> **Task requirements**:
From the records below, transcribe exactly the lines that begin at the line with "use futures_util::future;" and end at the line with "const HANDSHAKE_TIMEOUT: Duration", both included.
########################################
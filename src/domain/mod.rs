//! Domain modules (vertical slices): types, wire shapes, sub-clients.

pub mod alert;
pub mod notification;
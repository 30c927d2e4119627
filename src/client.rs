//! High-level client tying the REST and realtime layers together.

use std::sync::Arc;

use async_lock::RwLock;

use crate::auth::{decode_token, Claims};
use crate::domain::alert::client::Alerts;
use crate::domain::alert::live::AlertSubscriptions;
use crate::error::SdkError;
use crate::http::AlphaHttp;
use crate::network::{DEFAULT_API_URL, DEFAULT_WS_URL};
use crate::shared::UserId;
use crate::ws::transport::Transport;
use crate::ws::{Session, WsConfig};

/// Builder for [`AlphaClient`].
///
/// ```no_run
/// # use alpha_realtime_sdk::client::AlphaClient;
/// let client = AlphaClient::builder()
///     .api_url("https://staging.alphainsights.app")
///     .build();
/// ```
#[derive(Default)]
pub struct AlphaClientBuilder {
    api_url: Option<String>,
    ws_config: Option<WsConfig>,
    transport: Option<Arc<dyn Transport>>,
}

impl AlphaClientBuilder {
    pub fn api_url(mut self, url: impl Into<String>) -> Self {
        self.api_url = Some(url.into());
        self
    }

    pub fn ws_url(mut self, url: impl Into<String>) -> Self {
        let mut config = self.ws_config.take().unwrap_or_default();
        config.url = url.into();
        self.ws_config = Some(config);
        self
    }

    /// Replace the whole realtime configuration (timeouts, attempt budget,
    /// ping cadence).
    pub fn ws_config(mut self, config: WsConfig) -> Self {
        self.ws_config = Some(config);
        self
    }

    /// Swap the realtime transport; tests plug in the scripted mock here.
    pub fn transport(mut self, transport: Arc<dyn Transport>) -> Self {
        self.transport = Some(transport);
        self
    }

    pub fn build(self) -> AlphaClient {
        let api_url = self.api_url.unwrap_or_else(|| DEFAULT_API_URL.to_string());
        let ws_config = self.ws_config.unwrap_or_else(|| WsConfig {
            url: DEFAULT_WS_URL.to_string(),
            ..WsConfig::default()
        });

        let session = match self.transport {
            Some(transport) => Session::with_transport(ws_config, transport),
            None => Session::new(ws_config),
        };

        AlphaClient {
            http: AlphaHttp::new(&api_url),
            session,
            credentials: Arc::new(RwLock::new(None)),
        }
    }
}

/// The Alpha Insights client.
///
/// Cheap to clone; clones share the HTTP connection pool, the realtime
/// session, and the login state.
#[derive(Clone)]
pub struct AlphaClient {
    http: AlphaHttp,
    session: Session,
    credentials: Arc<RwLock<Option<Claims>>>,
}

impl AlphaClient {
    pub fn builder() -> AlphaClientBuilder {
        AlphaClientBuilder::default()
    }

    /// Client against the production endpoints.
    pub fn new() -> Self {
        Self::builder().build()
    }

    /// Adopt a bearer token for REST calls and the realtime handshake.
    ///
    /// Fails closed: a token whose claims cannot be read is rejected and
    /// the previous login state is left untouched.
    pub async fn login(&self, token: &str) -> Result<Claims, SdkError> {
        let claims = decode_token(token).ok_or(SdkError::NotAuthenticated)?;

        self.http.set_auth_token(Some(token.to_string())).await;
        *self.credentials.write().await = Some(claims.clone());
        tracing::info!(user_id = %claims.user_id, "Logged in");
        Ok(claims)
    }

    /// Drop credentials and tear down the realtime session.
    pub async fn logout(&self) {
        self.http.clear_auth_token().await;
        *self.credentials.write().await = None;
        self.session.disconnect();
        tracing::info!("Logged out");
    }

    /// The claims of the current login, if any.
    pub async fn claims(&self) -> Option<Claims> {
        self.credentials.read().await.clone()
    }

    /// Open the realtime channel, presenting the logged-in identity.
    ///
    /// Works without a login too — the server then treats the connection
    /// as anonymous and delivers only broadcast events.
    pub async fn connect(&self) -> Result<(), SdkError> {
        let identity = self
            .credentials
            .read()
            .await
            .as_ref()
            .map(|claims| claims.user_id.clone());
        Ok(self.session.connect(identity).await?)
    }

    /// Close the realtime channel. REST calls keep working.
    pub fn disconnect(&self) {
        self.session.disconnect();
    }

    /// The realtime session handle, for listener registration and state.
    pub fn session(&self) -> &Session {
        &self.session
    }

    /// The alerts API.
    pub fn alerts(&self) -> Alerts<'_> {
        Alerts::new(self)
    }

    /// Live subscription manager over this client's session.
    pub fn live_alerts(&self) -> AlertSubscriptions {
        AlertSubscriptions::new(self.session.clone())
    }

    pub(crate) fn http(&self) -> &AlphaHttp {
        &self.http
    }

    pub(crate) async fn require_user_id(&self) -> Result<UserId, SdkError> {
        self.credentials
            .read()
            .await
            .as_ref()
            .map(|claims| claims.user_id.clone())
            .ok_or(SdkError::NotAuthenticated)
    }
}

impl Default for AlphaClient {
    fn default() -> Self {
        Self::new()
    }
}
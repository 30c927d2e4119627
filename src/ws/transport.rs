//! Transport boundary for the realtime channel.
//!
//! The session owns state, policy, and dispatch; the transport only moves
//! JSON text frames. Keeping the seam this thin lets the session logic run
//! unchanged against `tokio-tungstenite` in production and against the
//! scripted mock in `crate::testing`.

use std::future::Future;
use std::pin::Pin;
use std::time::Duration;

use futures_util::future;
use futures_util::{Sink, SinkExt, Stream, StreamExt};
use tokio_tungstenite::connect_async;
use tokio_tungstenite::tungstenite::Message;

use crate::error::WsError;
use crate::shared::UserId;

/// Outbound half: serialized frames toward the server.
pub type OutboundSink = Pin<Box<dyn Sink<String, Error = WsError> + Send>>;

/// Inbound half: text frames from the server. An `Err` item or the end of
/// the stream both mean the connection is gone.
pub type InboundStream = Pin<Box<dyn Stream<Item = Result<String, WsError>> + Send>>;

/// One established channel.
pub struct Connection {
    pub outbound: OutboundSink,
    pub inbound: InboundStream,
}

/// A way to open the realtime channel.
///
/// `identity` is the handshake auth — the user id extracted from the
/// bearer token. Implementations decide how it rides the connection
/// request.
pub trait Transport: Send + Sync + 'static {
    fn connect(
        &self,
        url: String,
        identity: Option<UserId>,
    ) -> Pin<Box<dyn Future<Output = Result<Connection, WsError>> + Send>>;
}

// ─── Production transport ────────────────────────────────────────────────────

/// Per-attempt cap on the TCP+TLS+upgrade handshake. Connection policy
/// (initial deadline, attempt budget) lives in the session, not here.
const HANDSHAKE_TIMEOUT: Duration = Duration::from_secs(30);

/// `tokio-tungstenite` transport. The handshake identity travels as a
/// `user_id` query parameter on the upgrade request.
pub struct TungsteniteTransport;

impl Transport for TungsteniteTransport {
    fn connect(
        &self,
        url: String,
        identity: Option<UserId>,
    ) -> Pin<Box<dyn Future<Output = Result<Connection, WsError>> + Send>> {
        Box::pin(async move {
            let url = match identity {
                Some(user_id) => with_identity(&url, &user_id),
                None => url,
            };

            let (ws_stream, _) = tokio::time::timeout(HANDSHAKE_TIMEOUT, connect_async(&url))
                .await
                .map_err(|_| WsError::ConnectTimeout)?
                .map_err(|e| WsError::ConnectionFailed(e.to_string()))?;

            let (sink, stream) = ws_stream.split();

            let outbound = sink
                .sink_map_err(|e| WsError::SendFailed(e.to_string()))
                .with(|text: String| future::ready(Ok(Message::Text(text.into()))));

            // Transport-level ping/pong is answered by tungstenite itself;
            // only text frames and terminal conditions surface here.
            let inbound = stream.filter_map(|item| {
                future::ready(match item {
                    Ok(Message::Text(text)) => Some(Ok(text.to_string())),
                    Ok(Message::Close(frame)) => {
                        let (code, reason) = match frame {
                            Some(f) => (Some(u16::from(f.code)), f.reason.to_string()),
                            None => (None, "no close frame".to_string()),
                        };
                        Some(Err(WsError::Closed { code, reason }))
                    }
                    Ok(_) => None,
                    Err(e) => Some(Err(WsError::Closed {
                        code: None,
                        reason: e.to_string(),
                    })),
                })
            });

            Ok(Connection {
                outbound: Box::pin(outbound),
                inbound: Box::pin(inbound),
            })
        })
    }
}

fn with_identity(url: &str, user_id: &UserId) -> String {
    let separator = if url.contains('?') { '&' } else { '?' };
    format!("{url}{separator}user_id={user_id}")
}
########################################
> **Exercise answer**:
use futures_util::future;
use futures_util::{Sink, SinkExt, Stream, StreamExt};
use tokio_tungstenite::connect_async;
use tokio_tungstenite::tungstenite::Message;

use crate::error::WsError;
use crate::shared::UserId;

/// Outbound half: serialized frames toward the server.
pub type OutboundSink = Pin<Box<dyn Sink<String, Error = WsError> + Send>>;

/// Inbound half: text frames from the server. An `Err` item or the end of
/// the stream both mean the connection is gone.
pub type InboundStream = Pin<Box<dyn Stream<Item = Result<String, WsError>> + Send>>;

/// One established channel.
pub struct Connection {
    pub outbound: OutboundSink,
    pub inbound: InboundStream,
}

/// A way to open the realtime channel.
///
/// `identity` is the handshake auth — the user id extracted from the
/// bearer token. Implementations decide how it rides the connection
/// request.
pub trait Transport: Send + Sync + 'static {
    fn connect(
        &self,
        url: String,
        identity: Option<UserId>,
    ) -> Pin<Box<dyn Future<Output = Result<Connection, WsError>> + Send>>;
}

// ─── Production transport ────────────────────────────────────────────────────

/// Per-attempt cap on the TCP+TLS+upgrade handshake. Connection policy
/// (initial deadline, attempt budget) lives in the session, not here.
const HANDSHAKE_TIMEOUT: Duration = Duration::from_secs(30);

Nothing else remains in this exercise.